Top-Down Control?

In a recent paper, distinguished neuroscientist Chris D. Frith calls attention to a simple but arresting point: “there are no brain areas that have only outputs and no inputs”. Instead, every area that provides its output to other areas also receives inputs from other areas (as well as feedback from areas to which it sends output).

For example, if we act, the motor neurons that drive our muscles fire. Areas in which these motor neurons lie receive input from areas that lie a little farther forward in the brain. These more forward areas receive input from an area still farther forward (the prefrontal cortex), which receives input from many other areas, and so on. We never come to an outputter whose activity is not conditioned by inputs from elsewhere.

The context for this point will be clear from the article’s title: “Free Will and Top-Down Control in the Brain”. Frith contrasts top-down control with bottom-up control. The “bottom” is sensory inputs and in bottom-up control, action is driven by sensory inputs. Reflexes would be the clearest sort of case: if your knee is tapped in the right way, your lower leg will move as a direct result of the tap.

In contrast, Frith takes top-down control to occur when goals or plans are involved in actions. A key point is that goals or plans do not depend directly on what we are immediately sensing. Which food you purchase for dinner may well depend on the quality of what you see in the grocery store, but your goal to get some food did not depend on what you were seeing or hearing when you went to the store.

Your goal to get food did, however, depend on conditions somewhere in your brain, and if there is no area that is solely an outputter, the goals you have are the result of contributions from many brain areas. In Frith’s thinking, a true “top level” would be a brain area that affects other brain areas, but is not affected by other areas. The significance of the fact that all brain areas receive inputs from other areas is that there is no “top level” in this sense. There is no unaffected effector from which our goals emanate.

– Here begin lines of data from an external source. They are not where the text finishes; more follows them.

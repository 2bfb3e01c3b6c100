//! Window input for the orbit camera.
//!
//! `InputEvent` carries no winit types; the window runtime translates
//! platform events and keeps `InputState` current before the viewer sees them.

mod state;
mod translate;
mod types;

pub use state::InputState;
pub use types::{
    InputEvent, Key, KeyState, Modifiers, MouseButton, MouseButtonState, MouseWheelDelta, PointerButtonEvent,
    PointerMoveEvent,
};

pub(crate) use translate::translate_window_event;
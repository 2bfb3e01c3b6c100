use std::cell::Cell;
use std::rc::Rc;

use crate::core::AppControl;
use crate::time::{FrameClock, FrameTime};

use super::host::{FrameHost, FrameToken};

/// Per-frame work driven by [`FrameScheduler`].
///
/// Stages are invoked in declaration order, exactly once per rendered frame.
pub trait FrameStages {
    /// Advances time-based state by `dt` seconds.
    fn advance_animation(&mut self, dt: f32);

    /// Applies accumulated user interaction.
    fn update_interaction(&mut self);

    /// Renders and presents one frame.
    fn render(&mut self, time: &FrameTime) -> AppControl;
}

/// Shared flag that stops the render loop at its next reschedule point.
///
/// Cloning is cheap; all clones observe the same flag.
#[derive(Debug, Clone, Default)]
pub struct CancelHandle(Rc<Cell<bool>>);

impl CancelHandle {
    pub fn cancel(&self) {
        self.0.set(true);
    }

    pub fn is_cancelled(&self) -> bool {
        self.0.get()
    }
}

#[derive(Debug, Copy, Clone, Eq, PartialEq)]
pub enum SchedulerState {
    /// Not started.
    Idle,
    /// Waiting for the first callback, which only records a timestamp.
    Priming,
    Running,
    Stopped,
}

/// Result of one delivered callback.
#[derive(Debug, Copy, Clone, PartialEq)]
pub enum FrameOutcome {
    /// First callback; clock primed, nothing rendered.
    Primed,
    Rendered(FrameTime),
    /// The loop ended during this callback; no further frame is requested.
    Stopped,
    /// Callback delivered while idle or stopped. Nothing happened.
    Ignored,
}

/// Display-synchronized render loop.
///
/// Owns the [`FrameClock`]. Each callback computes a clamped delta and drives
/// animation, interaction and rendering in that order before requesting the
/// next frame from the host.
#[derive(Debug)]
pub struct FrameScheduler {
    clock: FrameClock,
    state: SchedulerState,
    pending: Option<FrameToken>,
    cancel: CancelHandle,
    rendered: u64,
}

impl FrameScheduler {
    pub fn new(clock: FrameClock) -> Self {
        Self {
            clock,
            state: SchedulerState::Idle,
            pending: None,
            cancel: CancelHandle::default(),
            rendered: 0,
        }
    }

    pub fn state(&self) -> SchedulerState {
        self.state
    }

    pub fn clock(&self) -> &FrameClock {
        &self.clock
    }

    /// Number of frames rendered so far.
    pub fn rendered_frames(&self) -> u64 {
        self.rendered
    }

    /// Handle that stops the loop before its next reschedule.
    pub fn cancel_handle(&self) -> CancelHandle {
        self.cancel.clone()
    }

    /// Requests the priming callback. Only valid from `Idle`.
    pub fn start<H>(&mut self, host: &mut H)
    where
        H: FrameHost + ?Sized,
    {
        if self.state != SchedulerState::Idle {
            log::warn!("frame scheduler start ignored in state {:?}", self.state);
            return;
        }
        if self.cancel.is_cancelled() {
            log::info!("frame scheduler cancelled before start");
            self.state = SchedulerState::Stopped;
            return;
        }

        self.pending = Some(host.request_frame());
        self.state = SchedulerState::Priming;
        log::debug!("frame scheduler started");
    }

    /// Handles one host callback.
    pub fn on_frame<H, S>(&mut self, timestamp_ms: f64, host: &mut H, stages: &mut S) -> FrameOutcome
    where
        H: FrameHost + ?Sized,
        S: FrameStages + ?Sized,
    {
        match self.state {
            SchedulerState::Idle | SchedulerState::Stopped => {
                log::trace!("frame callback at {timestamp_ms:.3} ms ignored in state {:?}", self.state);
                return FrameOutcome::Ignored;
            }
            SchedulerState::Priming | SchedulerState::Running => {}
        }

        // The delivered callback consumes the outstanding request.
        self.pending = None;

        let time = match self.clock.tick(timestamp_ms) {
            Some(time) if self.state == SchedulerState::Running => time,
            _ => {
                // Priming frame: the clock has only recorded the timestamp.
                self.state = SchedulerState::Running;
                return if self.reschedule(host) {
                    FrameOutcome::Primed
                } else {
                    FrameOutcome::Stopped
                };
            }
        };

        stages.advance_animation(time.dt);
        stages.update_interaction();
        let control = stages.render(&time);
        self.rendered += 1;

        if control == AppControl::Exit {
            log::info!("frame scheduler stopping: render requested exit");
            self.state = SchedulerState::Stopped;
            return FrameOutcome::Stopped;
        }

        if self.reschedule(host) {
            FrameOutcome::Rendered(time)
        } else {
            FrameOutcome::Stopped
        }
    }

    /// Withdraws the pending callback and stops the loop.
    pub fn stop<H>(&mut self, host: &mut H)
    where
        H: FrameHost + ?Sized,
    {
        if let Some(token) = self.pending.take() {
            if !host.cancel_frame(token) {
                log::debug!("frame request {} was no longer pending at stop", token.raw());
            }
        }
        self.cancel.cancel();
        if self.state != SchedulerState::Stopped {
            log::info!("frame scheduler stopped after {} frames", self.rendered);
        }
        self.state = SchedulerState::Stopped;
    }

    fn reschedule<H>(&mut self, host: &mut H) -> bool
    where
        H: FrameHost + ?Sized,
    {
        if self.cancel.is_cancelled() {
            log::info!("frame scheduler cancelled after {} frames", self.rendered);
            self.state = SchedulerState::Stopped;
            return false;
        }
        self.pending = Some(host.request_frame());
        true
    }
}

impl Default for FrameScheduler {
    fn default() -> Self {
        Self::new(FrameClock::new())
    }
}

Frith sees this fact as a problem for locating free will in an individual. His view seems to be that free will requires a top level that is only a top level, i.e., is not affected by anything else. “Nothing must control the controller.” Since there is no top level of this kind in the brain, we cannot find a physiological area in an individual person that provides free will.

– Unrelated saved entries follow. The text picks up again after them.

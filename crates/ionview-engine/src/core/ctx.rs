use winit::window::{Window, WindowId};

use crate::device::Gpu;
use crate::input::InputState;
use crate::render::{RenderCtx, RenderTarget};
use crate::schedule::FrameRequests;

use super::app::AppControl;

/// Per-window handles and immutable window metadata.
pub struct WindowCtx<'a> {
    pub id: WindowId,
    pub window: &'a Window,
}

impl<'a> WindowCtx<'a> {
    /// Drawable size in physical pixels.
    pub fn physical_size(&self) -> (u32, u32) {
        let size = self.window.inner_size();
        (size.width, size.height)
    }

    /// Window size in logical pixels.
    pub fn logical_size(&self) -> (f32, f32) {
        let phys = self.window.inner_size();
        let logical: winit::dpi::LogicalSize<f64> = phys.to_logical(self.window.scale_factor());
        (logical.width as f32, logical.height as f32)
    }
}

/// Context passed to `core::App::on_start`.
pub struct StartCtx<'a, 'w> {
    pub window: WindowCtx<'a>,
    pub gpu: &'a Gpu<'w>,
    pub frames: &'a mut FrameRequests,
}

/// Per-frame context passed to `core::App::on_frame`.
///
/// Lifetimes:
/// - `'a` is the duration of the callback invocation
/// - `'w` is the window-borrow lifetime carried by `Gpu<'w>`
pub struct FrameCtx<'a, 'w> {
    pub window: WindowCtx<'a>,
    pub gpu: &'a mut Gpu<'w>,
    pub input: &'a InputState,
    /// Host timestamp of this callback, in milliseconds.
    pub timestamp_ms: f64,
    pub frames: &'a mut FrameRequests,
}

impl<'a, 'w> FrameCtx<'a, 'w> {
    /// Acquires the next surface image, calls `draw`, then presents it.
    pub fn present<F>(&mut self, draw: F) -> AppControl
    where
        F: FnOnce(&RenderCtx<'_>, &mut RenderTarget<'_>),
    {
        present_frame(self.gpu, &self.window, draw)
    }
}

/// Acquires a surface image, records `draw` into it and presents it.
///
/// Surface errors are handled here: recoverable ones skip the frame, fatal
/// ones return [`AppControl::Exit`].
pub fn present_frame<F>(gpu: &mut Gpu<'_>, window: &WindowCtx<'_>, draw: F) -> AppControl
where
    F: FnOnce(&RenderCtx<'_>, &mut RenderTarget<'_>),
{
    let mut frame = match gpu.acquire_frame() {
        Ok(frame) => frame,
        Err(action) if action.is_fatal() => return AppControl::Exit,
        Err(_) => return AppControl::Continue,
    };

    draw(&gpu.render_ctx(), &mut frame.target());

    window.window.pre_present_notify();
    gpu.present(frame);
    AppControl::Continue
}
use thiserror::Error;

use crate::animation::AnimationError;
use crate::assets::AssetError;
use crate::camera::CameraError;
use crate::config::ConfigError;
use crate::pipeline::PipelineError;

/// Startup failures of the viewer.
///
/// Clock regressions are not errors; they are counted and logged by the
/// frame clock.
#[derive(Debug, Error)]
pub enum ViewerError {
    #[error("failed to load asset")]
    AssetLoad(#[from] AssetError),

    #[error("no animation clip to play")]
    MissingClip(#[from] AnimationError),

    #[error("invalid camera setup")]
    InvalidCamera(#[from] CameraError),

    #[error("invalid configuration")]
    Config(#[from] ConfigError),

    #[error("failed to assemble the render pipeline")]
    Pipeline(#[from] PipelineError),
}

One might draw the conclusion that there is no such thing as “free will” if this term is understood to require a top level that has no inputs. That would, of course, leave open the possibility of offering some other conception of “free will” that would not imply a requirement that we know is not satisfied.

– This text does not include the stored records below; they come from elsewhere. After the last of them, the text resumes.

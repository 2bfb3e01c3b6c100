use std::collections::HashMap;

use super::clip::AnimationClip;

/// Name-keyed clip collection preserving source order.
///
/// Unnamed clips are registered as `clip{index}`. When names collide, later
/// clips get an index suffix so every clip stays addressable.
#[derive(Debug, Clone, Default)]
pub struct ClipLibrary {
    clips: Vec<AnimationClip>,
    by_name: HashMap<String, usize>,
}

impl ClipLibrary {
    pub fn new(clips: Vec<AnimationClip>) -> Self {
        let mut lib = Self::default();
        for clip in clips {
            lib.insert(clip);
        }
        lib
    }

    /// Adds a clip and returns its index.
    pub fn insert(&mut self, mut clip: AnimationClip) -> usize {
        let index = self.clips.len();

        let mut name = clip.name().trim().to_string();
        if name.is_empty() {
            name = format!("clip{index}");
        }
        if self.by_name.contains_key(&name) {
            let renamed = format!("{name}#{index}");
            log::warn!("duplicate clip name '{name}'; registered as '{renamed}'");
            name = renamed;
        }
        if name != clip.name() {
            clip.rename(name.clone());
        }

        self.by_name.insert(name, index);
        self.clips.push(clip);
        index
    }

    pub fn len(&self) -> usize {
        self.clips.len()
    }

    pub fn is_empty(&self) -> bool {
        self.clips.is_empty()
    }

    pub fn get(&self, name: &str) -> Option<&AnimationClip> {
        self.index_of(name).and_then(|i| self.clips.get(i))
    }

    pub fn get_index(&self, index: usize) -> Option<&AnimationClip> {
        self.clips.get(index)
    }

    pub fn index_of(&self, name: &str) -> Option<usize> {
        self.by_name.get(name).copied()
    }

    /// Clip names in source order.
    pub fn names(&self) -> Vec<String> {
        self.clips.iter().map(|c| c.name().to_string()).collect()
    }

    /// Runs [`AnimationClip::optimize`] on every clip. Returns keys removed.
    pub fn optimize_all(&mut self) -> usize {
        self.clips.iter_mut().map(AnimationClip::optimize).sum()
    }
}

#[cfg(test)]
mod tests {
    use super::*;

    #[test]
    fn lookup_by_name_and_index() {
        let lib = ClipLibrary::new(vec![
            AnimationClip::new("Idle", vec![]),
            AnimationClip::new("Spin", vec![]),
        ]);
        assert_eq!(lib.len(), 2);
        assert_eq!(lib.index_of("Spin"), Some(1));
        assert_eq!(lib.get("Idle").map(|c| c.name()), Some("Idle"));
        assert!(lib.get("Missing").is_none());
    }

    #[test]
    fn unnamed_and_duplicate_clips_stay_addressable() {
        let lib = ClipLibrary::new(vec![
            AnimationClip::new("", vec![]),
            AnimationClip::new("Run", vec![]),
            AnimationClip::new("Run", vec![]),
        ]);
        assert_eq!(lib.names(), vec!["clip0", "Run", "Run#2"]);
        assert_eq!(lib.index_of("Run"), Some(1));
        assert_eq!(lib.index_of("Run#2"), Some(2));
    }
}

Interestingly, that is not the conclusion that Frith draws. Instead, he considers experiments on free actions. Typical tasks in these experiments include moving one’s finger whenever one wishes to do so; or moving the right or left index finger, whichever one wishes, in response to a signal; or generating a series of “random” digits. Frith notes that results in such experiments depend on a social interaction between participants and experimenters – the latter give instructions, and the participants cooperate in agreeing to try to follow them.  So, he says, “The top-down constraints that permit acts of will come from outside the individual brain. . . . If we are to understand the neural basis of free will, we must take into the account the brain mechanisms that allow minds to interact”.

This does not seem to be a happy solution to the problem as Frith sets it up. That’s because social interactions plainly do not provide a “top level” in the sense of something that gives outputs but receives no inputs. Participants and experimenters are themselves subject to many social influences; there are no people who give outputs to others but receive no inputs from others.

It seems that a better conclusion to draw from Frith’s reflections is that there is no “free will” in the sense of an outputter that has no inputs. If there is such a thing as “free will” at all, there must be some other way of conceiving what it amounts to.

[The paper from which I’ve quoted is Chris D. Frith, “Free Will and Top-Down Control in the Brain”, in Murphy, N., Ellis, G. F. R., and O’Connor, T., Downward Causation and the Neurobiology of Free Will (Berlin: Springer-Verlag, 2009), pp. 199-209. Frith attributes the simple point with which this post begins to another distinguished neuroscientist, Semir Zeki.]